Give back exactly the lines of the material below, starting with the line with "self.tracker.overtime_count()" and going on through the line with "fn read_ubitvar(&mut self)".
%%
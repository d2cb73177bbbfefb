// CS2 (Source 2) のデモコンテナを読むデコーダー
//
// PBDEMS2\0 + オフセット2つの後に、varintで区切られたコマンドが続く。
// コマンド本体はsnappy圧縮されている場合がある。パケット内のネットメッセージは
// ビット単位で詰められている。

use super::events::{GameEventTracker, MatchRules, MessageKind};
use super::proto::{DemoFileHeader, DemoFullPacket, DemoPacket};
use super::{DecodeError, DecodeSession, DemoDecoder, DemoEvent};
use prost::Message;
use std::io::{self, BufReader, Read};
use tracing::{debug, trace};

/// ファイル先頭のマジック
pub const SOURCE2_MAGIC: &[u8; 8] = b"PBDEMS2\0";

/// マジック + fileinfo/spawngroupsのオフセット
pub(crate) const PREAMBLE_SIZE: usize = 16;

// デモコマンド
pub(crate) const DEM_STOP: u32 = 0;
pub(crate) const DEM_FILE_HEADER: u32 = 1;
pub(crate) const DEM_SYNC_TICK: u32 = 3;
pub(crate) const DEM_PACKET: u32 = 7;
pub(crate) const DEM_SIGNON_PACKET: u32 = 8;
pub(crate) const DEM_FULL_PACKET: u32 = 13;
const DEM_MAX: u32 = 18;
pub(crate) const DEM_IS_COMPRESSED: u32 = 64;

// ネットメッセージID
pub(crate) const NET_SET_CONVAR: u32 = 6;
pub(crate) const GE_LEGACY_GAME_EVENT_LIST: u32 = 205;
pub(crate) const GE_LEGACY_GAME_EVENT: u32 = 207;

/// 1コマンドの本体上限
const MAX_COMMAND_SIZE: usize = 64 * 1024 * 1024;

const MAX_VARINT32_BYTES: usize = 5;

fn message_kind(message_id: u32) -> Option<MessageKind> {
    match message_id {
        NET_SET_CONVAR => Some(MessageKind::SetConVar),
        GE_LEGACY_GAME_EVENT_LIST => Some(MessageKind::GameEventList),
        GE_LEGACY_GAME_EVENT => Some(MessageKind::GameEvent),
        _ => None,
    }
}

/// バイト供給元から32bit varintを読む
fn read_varint32<F>(mut next_byte: F) -> Result<u32, DecodeError>
where
    F: FnMut() -> Result<u8, DecodeError>,
{
    let mut bytes = Vec::with_capacity(MAX_VARINT32_BYTES);
    loop {
        let byte = next_byte()?;
        bytes.push(byte);
        if byte & 0x80 == 0 {
            break;
        }
        if bytes.len() == MAX_VARINT32_BYTES {
            return Err(DecodeError::Malformed("varint32 too long".to_string()));
        }
    }
    let value = prost::encoding::decode_varint(&mut bytes.as_slice())?;
    u32::try_from(value)
        .map_err(|_| DecodeError::Malformed(format!("varint32 out of range: {value}")))
}

/// Source 2コンテナのデコーダー
#[derive(Debug, Clone, Copy, Default)]
pub struct Source2DemoDecoder;

impl Source2DemoDecoder {
    pub fn new() -> Self {
        Self
    }
}

impl DemoDecoder for Source2DemoDecoder {
    fn open(&self, source: Box<dyn Read + Send>) -> Result<Box<dyn DecodeSession>, DecodeError> {
        Ok(Box::new(Source2DemoSession::new(BufReader::new(source))?))
    }

    fn name(&self) -> &'static str {
        "source2"
    }
}

struct Command {
    kind: u32,
    tick: u32,
    data: Vec<u8>,
}

/// 1ファイル分のデコード状態
pub struct Source2DemoSession<R> {
    reader: R,
    header: DemoFileHeader,
    offset: u64,
    tracker: GameEventTracker,
    finished: bool,
}

impl<R: Read> Source2DemoSession<R> {
    /// プリアンブルとファイルヘッダーコマンドを読んでセッションを開始
    pub fn new(mut reader: R) -> Result<Self, DecodeError> {
        let mut preamble = [0u8; PREAMBLE_SIZE];
        reader.read_exact(&mut preamble).map_err(|error| {
            if error.kind() == io::ErrorKind::UnexpectedEof {
                DecodeError::InvalidHeader(format!(
                    "file is shorter than the {PREAMBLE_SIZE} byte preamble"
                ))
            } else {
                DecodeError::Io(error)
            }
        })?;
        if &preamble[..SOURCE2_MAGIC.len()] != SOURCE2_MAGIC {
            return Err(DecodeError::InvalidHeader(format!(
                "unexpected magic {:?}",
                String::from_utf8_lossy(&preamble[..SOURCE2_MAGIC.len()])
            )));
        }

        let mut session = Self {
            reader,
            header: DemoFileHeader::default(),
            offset: PREAMBLE_SIZE as u64,
            tracker: GameEventTracker::new(MatchRules::cs2()),
            finished: false,
        };

        // 先頭のコマンドは必ずファイルヘッダー
        let first = session.read_command()?;
        if first.kind != DEM_FILE_HEADER {
            return Err(DecodeError::InvalidHeader(format!(
                "expected file header command, found {}",
                first.kind
            )));
        }
        session.header = DemoFileHeader::decode(first.data.as_slice())?;
        debug!(
            map = %session.header.map_name,
            network_protocol = session.header.network_protocol,
            "source2 file header decoded"
        );

        Ok(session)
    }

    pub fn header(&self) -> &DemoFileHeader {
        &self.header
    }

    pub fn rules(&self) -> MatchRules {
        self.tracker.rules()
    }

    fn read_command(&mut self) -> Result<Command, DecodeError> {
        let raw_kind = self.read_varint()?;
        let tick = self.read_varint()?;
        let size = self.read_varint()? as usize;
        if size > MAX_COMMAND_SIZE {
            return Err(DecodeError::Malformed(format!(
                "invalid command size {size} at offset {}",
                self.offset
            )));
        }

        let mut data = vec![0u8; size];
        self.read_exact(&mut data)?;

        let kind = raw_kind & !DEM_IS_COMPRESSED;
        let data = if raw_kind & DEM_IS_COMPRESSED != 0 {
            snap::raw::Decoder::new().decompress_vec(&data)?
        } else {
            data
        };

        Ok(Command { kind, tick, data })
    }

    fn read_next(&mut self) -> Result<(), DecodeError> {
        let command = self.read_command()?;
        match command.kind {
            DEM_STOP => {
                trace!(tick = command.tick, "stop command");
                self.finished = true;
            }
            DEM_PACKET | DEM_SIGNON_PACKET => {
                let packet = DemoPacket::decode(command.data.as_slice())?;
                self.decode_messages(&packet.data)?;
            }
            DEM_FULL_PACKET => {
                let full = DemoFullPacket::decode(command.data.as_slice())?;
                if let Some(packet) = full.packet {
                    self.decode_messages(&packet.data)?;
                }
            }
            kind if kind < DEM_MAX => {}
            kind => {
                return Err(DecodeError::UnknownCommand {
                    command: kind as u8,
                    tick: command.tick as i32,
                })
            }
        }
        Ok(())
    }

    /// ubitvarのid + varint長 + 本体 の並び
    fn decode_messages(&mut self, data: &[u8]) -> Result<(), DecodeError> {
        let mut bits = BitReader::new(data);
        // 末尾の8bit未満はパディング
        while bits.remaining_bits() >= 8 {
            let message_id = bits.read_ubitvar()?;
            let length = bits.read_varint32()? as usize;
            let body = bits.read_bytes(length)?;

            if let Some(kind) = message_kind(message_id) {
                self.tracker.handle(kind, &body)?;
            }
        }
        Ok(())
    }

    fn read_varint(&mut self) -> Result<u32, DecodeError> {
        read_varint32(|| {
            let mut byte = [0u8; 1];
            self.read_exact(&mut byte)?;
            Ok(byte[0])
        })
    }

    fn read_exact(&mut self, buf: &mut [u8]) -> Result<(), DecodeError> {
        let offset = self.offset;
        self.reader.read_exact(buf).map_err(|error| {
            if error.kind() == io::ErrorKind::UnexpectedEof {
                DecodeError::UnexpectedEof { offset }
            } else {
                DecodeError::Io(error)
            }
        })?;
        self.offset += buf.len() as u64;
        Ok(())
    }
}

impl<R: Read + Send> DecodeSession for Source2DemoSession<R> {
    fn next_event(&mut self) -> Result<Option<DemoEvent>, DecodeError> {
        loop {
            if let Some(event) = self.tracker.next_event() {
                return Ok(Some(event));
            }
            if self.finished {
                return Ok(None);
            }
            self.read_next()?;
        }
    }

    fn overtime_count(&self) -> u32 {
        self.tracker.overtime_count()
    }

    fn map_name(&self) -> &str {
        &self.header.map_name
    }
}

/// LSB優先のビットリーダー
struct BitReader<'a> {
    buf: &'a [u8],
    pos: usize,
}

impl<'a> BitReader<'a> {
    fn new(buf: &'a [u8]) -> Self {
        Self { buf, pos: 0 }
    }

    fn remaining_bits(&self) -> usize {
        self.buf.len() * 8 - self.pos
    }

    fn read_bits(&mut self, count: u32) -> Result<u32, DecodeError> {
        if count as usize > self.remaining_bits() {
            return Err(DecodeError::Malformed(format!(
                "bit stream overrun reading {count} bits at bit {}",
                self.pos
            )));
        }
        let mut value = 0u32;
        for index in 0..count {
            let bit = (self.buf[self.pos / 8] >> (self.pos % 8)) & 1;
            value |= u32::from(bit) << index;
            self.pos += 1;
        }
        Ok(value)
    }

    fn read_byte(&mut self) -> Result<u8, DecodeError> {
        Ok(self.read_bits(8)? as u8)
    }

    fn read_ubitvar(&mut self) -> Result<u32, DecodeError> {
        let value = self.read_bits(6)?;
        let extra = match value & 0x30 {
            16 => 4,
            32 => 8,
            48 => 28,
            _ => return Ok(value),
        };
        Ok((value & 15) | (self.read_bits(extra)? << 4))
    }

    fn read_varint32(&mut self) -> Result<u32, DecodeError> {
        read_varint32(|| self.read_byte())
    }

    fn read_bytes(&mut self, len: usize) -> Result<Vec<u8>, DecodeError> {
        if len.saturating_mul(8) > self.remaining_bits() {
            return Err(DecodeError::Malformed(format!(
                "net message of {len} bytes overruns packet at bit {}",
                self.pos
            )));
        }
        if self.pos % 8 == 0 {
            let start = self.pos / 8;
            self.pos += len * 8;
            return Ok(self.buf[start..start + len].to_vec());
        }
        (0..len).map(|_| self.read_byte()).collect()
    }
}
%%
§ **Output below**
        self.tracker.overtime_count()
    }

    fn map_name(&self) -> &str {
        &self.header.map_name
    }
}

/// LSB優先のビットリーダー
struct BitReader<'a> {
    buf: &'a [u8],
    pos: usize,
}

impl<'a> BitReader<'a> {
    fn new(buf: &'a [u8]) -> Self {
        Self { buf, pos: 0 }
    }

    fn remaining_bits(&self) -> usize {
        self.buf.len() * 8 - self.pos
    }

    fn read_bits(&mut self, count: u32) -> Result<u32, DecodeError> {
        if count as usize > self.remaining_bits() {
            return Err(DecodeError::Malformed(format!(
                "bit stream overrun reading {count} bits at bit {}",
                self.pos
            )));
        }
        let mut value = 0u32;
        for index in 0..count {
            let bit = (self.buf[self.pos / 8] >> (self.pos % 8)) & 1;
            value |= u32::from(bit) << index;
            self.pos += 1;
        }
        Ok(value)
    }

    fn read_byte(&mut self) -> Result<u8, DecodeError> {
        Ok(self.read_bits(8)? as u8)
    }

    fn read_ubitvar(&mut self) -> Result<u32, DecodeError> {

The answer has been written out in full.